Labour and Starmer suffer sharp fall in popularity since election, poll suggests – UK politics live | Politics

https://www.theguardian.com/politics/live/2024/sep/13/government-online-safety-act-social-media-revenge-porn-uk-politics-live

Posted by Tyler119

47 Comments

  1. baron_von_helmut on

    Well duh. Half the population think positive change should be immediate while ignoring the mountain of bullshit Labour have inherited from the Tories.

  2. While polls ultimately don’t matter when the next GE is 5 years away, there are a few implications. Labour will likely underperform in next year’s local elections, with Greens and Independents picking up urban city council seats. If this continues it may also hurt their 2026 Welsh and Scottish parliament election results. Lastly, at the back of Labour HQ’s mind, a part of them must be worried that the 33% support they got is the ceiling and it’s all downhill from here.

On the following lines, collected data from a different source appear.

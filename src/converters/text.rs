//! Formatted text conversion with inline markup.
//!
//! Plain text with a small escape language: parentheses are escaped, tabs
//! expand to 8-column stops, `<nnn>` switches to the symbol font for one
//! octal character code, and backslash directives control underlining,
//! attachment anchors, inline images, line spacing, super/subscript, and
//! the skip to the last line. A form feed flushes the page, drawing the
//! deferred underlines and images and emitting any placed attachment
//! annotations.

use std::fs::File;
use std::io::{BufRead, BufReader, Write};

use crate::document::DocumentWriter;
use crate::error::{Error, Result};
use crate::image::ImageSource;
use crate::page::{Orientation, PageHandle};
use crate::resources::ResourceSpec;
use crate::stream::StreamBuilder;

/// Depth of a full text page in points, 58 lines at normal spacing.
const PAGE_DEPTH: i32 = 58 * 12;

/// An underline segment deferred until the page flushes.
struct Underline {
    sx: i32,
    sy: i32,
    ex: i32,
    ey: i32,
}

/// An inline image placement deferred until the page flushes.
struct PlacedImage {
    width: i32,
    height: i32,
    x: i32,
    y: i32,
    number: u32,
}

/// What a backslash directive is currently collecting.
enum Collecting {
    Anchor,
    Image,
}

struct Converter<'a, W: Write> {
    doc: &'a mut DocumentWriter<W>,
    source: &'a mut dyn ImageSource,
    res: ResourceSpec,
    current: Option<(PageHandle, StreamBuilder)>,
    /// Pending text run, already escaped.
    out: Vec<u8>,
    collecting: Option<(Collecting, Vec<u8>)>,
    pos: i32,
    line: i32,
    spacing: i32,
    rise: i32,
    underlines: Vec<Underline>,
    open_underline: Option<(i32, i32)>,
    placed: Vec<PlacedImage>,
}

impl<'a, W: Write> Converter<'a, W> {
    fn new(doc: &'a mut DocumentWriter<W>, source: &'a mut dyn ImageSource) -> Result<Self> {
        let font = doc.body_font()?;
        let mut res = ResourceSpec::new();
        res.set_body_font(font);
        let mut conv = Self {
            doc,
            source,
            res,
            current: None,
            out: Vec::new(),
            collecting: None,
            pos: 0,
            line: 0,
            spacing: 12,
            rise: 0,
            underlines: Vec::new(),
            open_underline: None,
            placed: Vec::new(),
        };
        conv.start_page();
        Ok(conv)
    }

    fn start_page(&mut self) {
        let page = self.doc.new_page(Orientation::Portrait);
        let mut strm = self.doc.new_stream();
        strm.append_cmd("BT\n/FF 10 Tf 12 TL 1 0 0 1 10 752 Tm");
        self.current = Some((page, strm));
        self.spacing = 12;
        self.pos = 0;
        self.line = 0;
    }

    fn cmd(&mut self, text: &str) {
        if let Some((_, strm)) = self.current.as_mut() {
            strm.append_cmd(text);
        }
    }

    /// Show the pending text run, if any.
    fn flush_text(&mut self) {
        if self.out.is_empty() {
            return;
        }
        if let Some((_, strm)) = self.current.as_mut() {
            strm.append_cmd(" (");
            strm.append_data(&self.out);
            strm.append_cmd(") Tj ");
        }
        self.out.clear();
    }

    fn set_spacing(&mut self, leading: i32) {
        self.flush_text();
        self.pos = 0;
        self.cmd(&format!("{} TL ", leading));
        self.spacing = leading;
    }

    /// Draw the deferred underlines and images after text mode ends.
    fn draw_deferred(strm: &mut StreamBuilder, underlines: &mut Vec<Underline>, placed: &mut Vec<PlacedImage>) {
        if !underlines.is_empty() {
            strm.append_cmd("0 g q 1 0 0 1 0 0 cm\n");
            for u in underlines.drain(..) {
                strm.append_point(u.sx, u.sy);
                strm.append_cmd("m ");
                strm.append_point(u.ex, u.ey);
                strm.append_cmd("l S\n");
            }
            strm.append_cmd("Q\n");
        }
        if !placed.is_empty() {
            strm.append_cmd("0 g\n");
            for img in placed.drain(..) {
                strm.append_cmd(&format!(
                    "q {} 0 0 {} {} {} cm /Im{} Do Q\n",
                    img.width, img.height, img.x, img.y, img.number
                ));
            }
        }
    }

    /// Close out the current page: end text, draw deferred marks, emit
    /// the content stream, placed attachments, resources and the page.
    fn close_page(&mut self) -> Result<()> {
        self.flush_text();
        let (page, mut strm) = self.current.take().expect("page open");
        strm.append_cmd("ET\n");
        Self::draw_deferred(&mut strm, &mut self.underlines, &mut self.placed);
        let contents = strm.close(self.doc)?;
        self.doc.flush_attachments(page)?;
        let resources = self.doc.resources(&self.res)?;
        self.doc.set_page_contents(page, contents);
        self.doc.set_page_resources(page, resources);
        self.doc.finish_page(page)?;
        self.res.clear();
        let font = self.doc.body_font()?;
        self.res.set_body_font(font);
        Ok(())
    }

    /// Resolve an inline image directive through the image collaborator.
    /// A failing load skips only this directive.
    fn place_image(&mut self, name: &str, more_text: bool) -> Result<()> {
        let image = match self.source.load(name) {
            Ok(image) => image,
            Err(err) => {
                log::warn!("skipping image {}: {}", name, err);
                return Ok(());
            },
        };
        let id = self.doc.add_image(&image)?;
        self.res.add_image(id);
        let width = image.display_width();
        let height = image.display_height();
        self.placed.push(PlacedImage {
            width,
            height,
            x: 10 + self.pos * 6,
            y: 750 - self.line - height,
            number: id.number(),
        });
        self.line += height;
        self.cmd(&format!("{} TL T* {} TL ", height, self.spacing));
        if more_text {
            // Kern past the image so following text clears it.
            self.cmd(&format!("[( ) {} ] TJ ", width / 6));
        }
        Ok(())
    }

    fn process_line(&mut self, text: &str) -> Result<()> {
        self.cmd("\nT* ");
        self.line += self.spacing;
        self.pos = 0;
        let text = text.trim_end_matches(' ');
        let bytes = text.as_bytes();
        let mut i = 0;
        while i < bytes.len() {
            let c = bytes[i];
            if let Some((kind, buf)) = self.collecting.as_mut() {
                let terminator = match kind {
                    Collecting::Anchor => b'a',
                    Collecting::Image => b'i',
                };
                if !(c == b'\\' && bytes.get(i + 1) == Some(&terminator)) {
                    buf.push(c);
                    i += 1;
                    continue;
                }
                // Fall through so the backslash handler sees the
                // terminating directive.
            }
            match c {
                b'(' | b')' => {
                    self.out.push(b'\\');
                    self.out.push(c);
                    self.pos += 1;
                    i += 1;
                },
                b'\t' => {
                    let stop = (self.pos | 7) + 1;
                    while self.pos < stop {
                        self.pos += 1;
                        self.out.push(b' ');
                    }
                    i += 1;
                },
                b'<' => {
                    self.flush_text();
                    i += 1;
                    let mut code: u32 = 0;
                    while i < bytes.len() && bytes[i] != b'>' {
                        code = (code << 3) + bytes[i].wrapping_sub(b'0') as u32;
                        i += 1;
                    }
                    i += 1;
                    self.cmd(&format!("/FS 10 Tf (\\{:03o}) Tj /FF 10 Tf", code));
                    let symbol = self.doc.symbol_font()?;
                    self.res.set_symbol_font(symbol);
                },
                b'\\' => {
                    i += 1;
                    let code = bytes.get(i).copied().unwrap_or(0);
                    i += 1;
                    self.directive(code, i < bytes.len())?;
                },
                0x0C => {
                    self.close_page()?;
                    self.start_page();
                    i += 1;
                },
                _ => {
                    self.out.push(c);
                    self.pos += 1;
                    i += 1;
                },
            }
        }
        self.flush_text();
        // Text rise is neutralized at every line end, but the toggle
        // state carries over.
        if self.rise != 0 {
            self.cmd("0 Ts ");
        }
        Ok(())
    }

    fn directive(&mut self, code: u8, more_text: bool) -> Result<()> {
        match code {
            b'A' => {
                self.flush_text();
                self.collecting = Some((Collecting::Anchor, Vec::new()));
            },
            b'a' => {
                if let Some((_, name)) = self.collecting.take() {
                    if !name.is_empty() {
                        let name = String::from_utf8_lossy(&name).into_owned();
                        self.doc
                            .place_attachment(&name, 10 + self.pos * 6, 740 - self.line);
                        if more_text {
                            // Leave a gap where the attachment icon sits.
                            self.out.extend_from_slice(b"    ");
                            self.pos += 4;
                        }
                    }
                }
            },
            b'U' => {
                self.open_underline = Some((10 + self.pos * 6, 750 - self.line));
            },
            b'u' => {
                if let Some((sx, sy)) = self.open_underline.take() {
                    self.underlines.push(Underline {
                        sx,
                        sy,
                        ex: 10 + self.pos * 6,
                        ey: 750 - self.line,
                    });
                }
            },
            b'l' => {
                self.flush_text();
                self.pos = 0;
                if self.line < PAGE_DEPTH {
                    self.cmd(&format!("{} TL T* {} TL ", PAGE_DEPTH - self.line, self.spacing));
                    self.line = PAGE_DEPTH;
                }
            },
            b'H' => self.set_spacing(6),
            b'h' => self.set_spacing(18),
            b'D' => self.set_spacing(24),
            b'N' => self.set_spacing(12),
            b'S' => {
                self.flush_text();
                if self.rise == 0 {
                    self.cmd("5 Ts");
                    self.rise = 5;
                } else if self.rise == -5 {
                    self.cmd("0 Ts");
                    self.rise = 0;
                }
            },
            b's' => {
                self.flush_text();
                if self.rise == 0 {
                    self.cmd("-5 Ts");
                    self.rise = -5;
                } else if self.rise == 5 {
                    self.cmd("0 Ts");
                    self.rise = 0;
                }
            },
            b'I' => {
                self.flush_text();
                self.collecting = Some((Collecting::Image, Vec::new()));
            },
            b'i' => {
                if let Some((_, name)) = self.collecting.take() {
                    if !name.is_empty() {
                        let name = String::from_utf8_lossy(&name).into_owned();
                        self.place_image(&name, more_text)?;
                    }
                }
            },
            b'\'' | b'>' | b'<' => {
                self.out.push(code);
                self.pos += 1;
            },
            _ => {},
        }
        Ok(())
    }

    fn finish(mut self) -> Result<()> {
        self.close_page()
    }
}

/// Convert a formatted text file into portrait pages.
///
/// A missing input is reported as [`Error::SourceFile`]; the caller skips
/// the directive and the document continues.
pub fn write_text<W: Write>(
    doc: &mut DocumentWriter<W>,
    path: &str,
    images: &mut dyn ImageSource,
) -> Result<()> {
    let file = File::open(path).map_err(|source| Error::SourceFile {
        path: path.to_string(),
        source,
    })?;
    log::debug!("processing text {}", path);
    let mut conv = Converter::new(doc, images)?;
    for line in BufReader::new(file).lines() {
        let line = line?;
        conv.process_line(&line)?;
    }
    conv.finish()
}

    But until Reform voters flow back to the Tories, they don’t have that much to worry about.

  3. >*🌹LAB 29% (-6)*
    *🌳CON 25% (-)*
    *🔶 LIB DEM 14% (+2)*
    *➡️ REF UK 18% (+3)*
    *💚 GREEN 8% (+2)*
    *🟡 SNP 3% (-)*

    They are losing out to populist parties on their left and right rather than to their big political rivals. The Greens and Reform. The electorate is very deeply fragmented.

  4. Their messaging is terrible at the moment – it’s all over-the-top doom and gloom. Get busy with fixing stuff, make some positive moves like finishing HS2.

  5. Yeah man he keeps saying “you shouldn’t like us, we have to be unpopular, you must suffer”. Just doing what we’re told!!

  6. It’s because people need some optimism and for him to use all the talent at his disposal to actually better things.
    I think it’s rather patronizing being told how shit things are financially, it’s like, we know. We’re the people who have actually lived through the economic shit storm, because we don’t have a massive financial cushion like he does.
    I understand that I’m impatient, and I’d love to be proven wrong, but to me it’s like, well it’s your chance now, piss or get off the pot.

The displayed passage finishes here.